You can find the original context here:

Thursday, August 23, 2012

New York Times Book Review

The NYTBR gave "Bad Apple" a nice review:

For a snack they can have Mac the Apple. Just kidding; that would be mean. Mac, you see, is a “good apple,” as Edward Hemingway notes in his provocatively titled “Bad Apple: A Tale of Friendship.” What drives Mac to the alleged dark side? The answer is Will, a worm who takes residence in Mac’s head. Ignoring hygienic and parasitical issues, the two become instant best friends — playing in the dirt, flying kites, bobbing in a lake. But the rest of the orchard is appalled. “Look at Mac!” the other apples shout. “He’s got worms! Mac’s a rotten apple!”

 Social norms force Mac and Will apart; surprisingly effective, fruit-related pathos ensues before the two friends decide to buck convention and like whom they like. Who cares what anyone thinks? You and I have heard this story before, though not all children have, and some could use hearing it again. Hemingway — Ernest’s grandson — works charming enough variations on the formula to please even the most jaded of adult readers, or at least me, and his cheerfully innocent illustrations are affecting.

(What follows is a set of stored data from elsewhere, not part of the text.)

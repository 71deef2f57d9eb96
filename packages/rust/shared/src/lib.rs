//! Shared types, error model, and configuration for Broadsheet.
//!
//! This crate is the foundation depended on by all other Broadsheet crates.
//! It provides:
//! - [`BroadsheetError`]: the unified error type
//! - Domain types ([`RawArticle`], [`Article`], [`Book`], [`Issue`], [`IssueManifest`])
//! - Configuration ([`AppConfig`], [`IssueConfig`], config loading)

pub mod config;
pub mod error;
pub mod types;

// Re-export public API at crate root for ergonomic imports.
pub use config::{
    ApiConfig, AppConfig, ArchiveConfig, BooksConfig, EditionConfig, IssueConfig,
    MIN_KEEP_ISSUES, Resolution, config_dir, config_file_path, expand_home, init_config,
    load_config, load_config_from, validate_api_key, validate_config,
};
pub use error::{BroadsheetError, Result};
pub use types::{
    Article, Book, DisplayFields, EditionKind, Issue, IssueManifest, MANIFEST_FILE_NAME,
    ManifestArticle, ManifestBook, ManifestMeta, PAGE_NUMBER_FIELD, RawArticle,
    SECONDARY_WEEKDAY, Tag, Tone, WORD_COUNT_FIELD,
};
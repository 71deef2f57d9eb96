//! Article rendering and typographic cleanup.
//!
//! A renderer turns one classified article into a standalone HTML fragment.
//! [`render_article`] runs the renderer and then the typography pipeline, so
//! every renderer gets smart punctuation and widow control for free.

mod typography;

use tracing::debug;

use broadsheet_shared::{Article, BroadsheetError, Result, Tag};

pub use typography::typeset;

// ---------------------------------------------------------------------------
// Public types
// ---------------------------------------------------------------------------

/// Everything a renderer may look at for one article.
#[derive(Debug, Clone, Copy)]
pub struct RenderContext<'a> {
    pub article: &'a Article,
    /// The book the article was filed under.
    pub book: &'a Tag,
}

/// Turns an article into HTML markup.
pub trait ArticleRenderer: Send + Sync {
    fn render(&self, ctx: &RenderContext<'_>) -> Result<String>;
}

/// Render an article and apply the typography pipeline to the result.
///
/// A renderer that produces no markup is an error: the article would be
/// listed in the manifest with an empty file.
pub fn render_article(renderer: &dyn ArticleRenderer, ctx: &RenderContext<'_>) -> Result<String> {
    let markup = renderer.render(ctx)?;
    if markup.trim().is_empty() {
        return Err(BroadsheetError::Render(format!(
            "renderer produced no markup for {}",
            ctx.article.id
        )));
    }
    let html = typeset(&markup);

    debug!(id = %ctx.article.id, bytes = html.len(), "rendered article");
    Ok(html)
}

// ---------------------------------------------------------------------------
// Default renderer
// ---------------------------------------------------------------------------

/// Built-in renderer producing a self-contained `<article>` fragment.
///
/// Plain-text fields are escaped; `standfirst` and `body` are already HTML
/// and are passed through. Text content keeps its straight quotes so the
/// typography pass can curl them.
#[derive(Debug, Clone, Copy, Default)]
pub struct HtmlRenderer;

impl ArticleRenderer for HtmlRenderer {
    fn render(&self, ctx: &RenderContext<'_>) -> Result<String> {
        let article = ctx.article;
        let display = &article.display;

        let headline = display
            .field_str("headline")
            .or_else(|| display.extra_str("webTitle"))
            .unwrap_or(article.id.as_str());

        let mut html = String::with_capacity(4096);
        html.push_str(&format!(
            "<article class=\"article tone-{}\" data-id=\"{}\">\n<header>\n",
            article.tone.as_str(),
            escape_html(&article.id)
        ));

        html.push_str(&format!("<p class=\"kicker\">{}</p>\n", kicker(ctx)));
        html.push_str(&format!("<h1 class=\"headline\">{}</h1>\n", escape_text(headline)));

        if let Some(standfirst) = display.field_str("standfirst").filter(|s| !s.is_empty()) {
            html.push_str(&format!("<div class=\"standfirst\">{standfirst}</div>\n"));
        }
        if let Some(byline) = display.field_str("byline").filter(|s| !s.is_empty()) {
            html.push_str(&format!("<p class=\"byline\">{}</p>\n", escape_text(byline)));
        }
        if let Some(thumb) = display.field_str("thumbnail").filter(|s| !s.is_empty()) {
            html.push_str(&format!(
                "<figure class=\"thumbnail\"><img src=\"{}\" alt=\"\"></figure>\n",
                escape_html(thumb)
            ));
        }

        html.push_str(&format!(
            "<p class=\"meta\">Page {} &middot; {} words</p>\n</header>\n",
            article.page_number, article.word_count
        ));

        let body = display.field_str("body").unwrap_or_default();
        html.push_str(&format!("<div class=\"body\">\n{body}\n</div>\n"));

        if let Some(url) = display
            .extra_str("webUrl")
            .or_else(|| display.field_str("shortUrl"))
        {
            html.push_str(&format!(
                "<footer><a class=\"source\" href=\"{}\">Read online</a></footer>\n",
                escape_html(url)
            ));
        }

        html.push_str("</article>\n");
        Ok(html)
    }
}

/// "Book / Section" line shown above the headline.
fn kicker(ctx: &RenderContext<'_>) -> String {
    let book = ctx.book.web_title.as_deref().unwrap_or(ctx.book.id.as_str());
    match ctx
        .article
        .section
        .as_ref()
        .and_then(|s| s.web_title.as_deref())
    {
        Some(section) => format!("{} / {}", escape_text(book), escape_text(section)),
        None => escape_text(book),
    }
}

/// Escape text for use in double-quoted attributes.
///
/// Apostrophes are kept so the typography pass can curl them.
pub fn escape_html(s: &str) -> String {
    escape(s, true)
}

/// Escape text for use as element content. Quotes are left alone.
pub fn escape_text(s: &str) -> String {
    escape(s, false)
}

fn escape(s: &str, quotes: bool) -> String {
    let mut out = String::with_capacity(s.len());
    for c in s.chars() {
        match c {
            '&' => out.push_str("&amp;"),
            '<' => out.push_str("&lt;"),
            '>' => out.push_str("&gt;"),
            '"' if quotes => out.push_str("&quot;"),
            other => out.push(other),
        }
    }
    out
}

For the full text, go here.

Monday, August 20, 2012

Parents Magazine Likes "Bad Apple"

ParentsMagazine picked "Bad Apple" in its September issue as a must-have, putting it in some very good company:

Goody Blog: – Features must see, must do, must have right now items. Their Goody Bag featured Where’s Waldo?, Olivia and the Fairy Princess, The Further Tale of Peter Rabbit, and Bad Apple: A Tale of Friendship (9/12). 

Thursday, August 16, 2012

Bad Apple in iBooks

Check it out! You can buy "Bad Apple" as an iBook from Apple:

Bad Apple
Category: Children's Fiction

GoodReads has a nice page with many ways to buy it:

Wednesday, August 15, 2012

Society of Illustrator Original Art Show

Good news for Edward Hemingway the illustrator..."Bad Apple" got into the prestigious Society of Illustrators Original Art Show 2012 (Celebrating The Fine Art of Children's Illustration). It's Ed's first time getting into a Society show. The opening is in NY in October.